## Try it
Each line that has the string "ActionRejected" must be copied from the records below.

## Extracted entries
++++++++++++++++++++

//! # Sync Errors
//!
//! Every way a write can be refused. All variants except `Configuration`
//! are "forbidden" outcomes: the write is rejected and the caller told why.
//! `Configuration` means the schema itself is broken.

use thiserror::Error;

use super::actions::LifecycleEvent;
use crate::access::AccessError;
use crate::schema::SchemaError;

/// Result type for pipeline operations
pub type SyncResult<T> = Result<T, SyncError>;

#[derive(Debug, Clone, Error)]
pub enum SyncError {
    /// No document definition matched a non-delete write
    #[error("Unknown document type")]
    UnknownDocumentType,

    /// The host refused the caller
    #[error("{0}")]
    AuthorizationDenied(#[from] AccessError),

    /// Every data-validation failure for the document
    #[error("Invalid {doc_type} document: {}", .errors.join("; "))]
    ValidationFailed {
        doc_type: String,
        errors: Vec<String>,
    },

    /// The schema is misconfigured
    #[error("{0}")]
    Configuration(#[from] SchemaError),

    /// A custom action refused the write
    #[error("{message}")]
    ActionRejected {
        event: LifecycleEvent,
        message: String,
    },
}

impl SyncError {
    /// Returns the stable string code
    pub fn code(&self) -> &'static str {
        match self {
            SyncError::UnknownDocumentType => "SYNC_UNKNOWN_DOCUMENT_TYPE",
            SyncError::AuthorizationDenied(e) => e.code(),
            SyncError::ValidationFailed { .. } => "SYNC_VALIDATION_FAILED",
            SyncError::Configuration(e) => e.code().code(),
            SyncError::ActionRejected { .. } => "SYNC_ACTION_REJECTED",
        }
    }

    /// Whether the write was refused, as opposed to the schema failing
    pub fn is_forbidden(&self) -> bool {
        !matches!(self, SyncError::Configuration(_))
    }

    /// The collected messages of a validation failure
    pub fn validation_errors(&self) -> Option<&[String]> {
        match self {
            SyncError::ValidationFailed { errors, .. } => Some(errors),
            _ => None,
        }
    }
}

#[cfg(test)]
mod tests {
    use super::*;

    #[test]
    fn test_validation_failed_joins_messages() {
        let err = SyncError::ValidationFailed {
            doc_type: "book".into(),
            errors: vec!["first".into(), "second".into()],
        };
        assert_eq!(err.to_string(), "Invalid book document: first; second");
        assert_eq!(err.validation_errors().map(<[String]>::len), Some(2));
        assert!(err.is_forbidden());
    }

    #[test]
    fn test_access_error_converts() {
        let err: SyncError = AccessError::MissingRole.into();
        assert_eq!(err.to_string(), "missing role");
        assert_eq!(err.code(), "SYNC_ACCESS_MISSING_ROLE");
    }

    #[test]
    fn test_configuration_is_not_forbidden() {
        let err: SyncError = SchemaError::missing_predefined_values("status").into();
        assert!(!err.is_forbidden());
        assert_eq!(err.code(), "SYNC_SCHEMA_MISCONFIGURED");
    }

    #[test]
    fn test_unknown_type_message() {
        assert_eq!(SyncError::UnknownDocumentType.to_string(), "Unknown document type");
    }
}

++++++++++++++++++++

## Exercise answer
    ActionRejected {
            SyncError::ActionRejected { .. } => "SYNC_ACTION_REJECTED",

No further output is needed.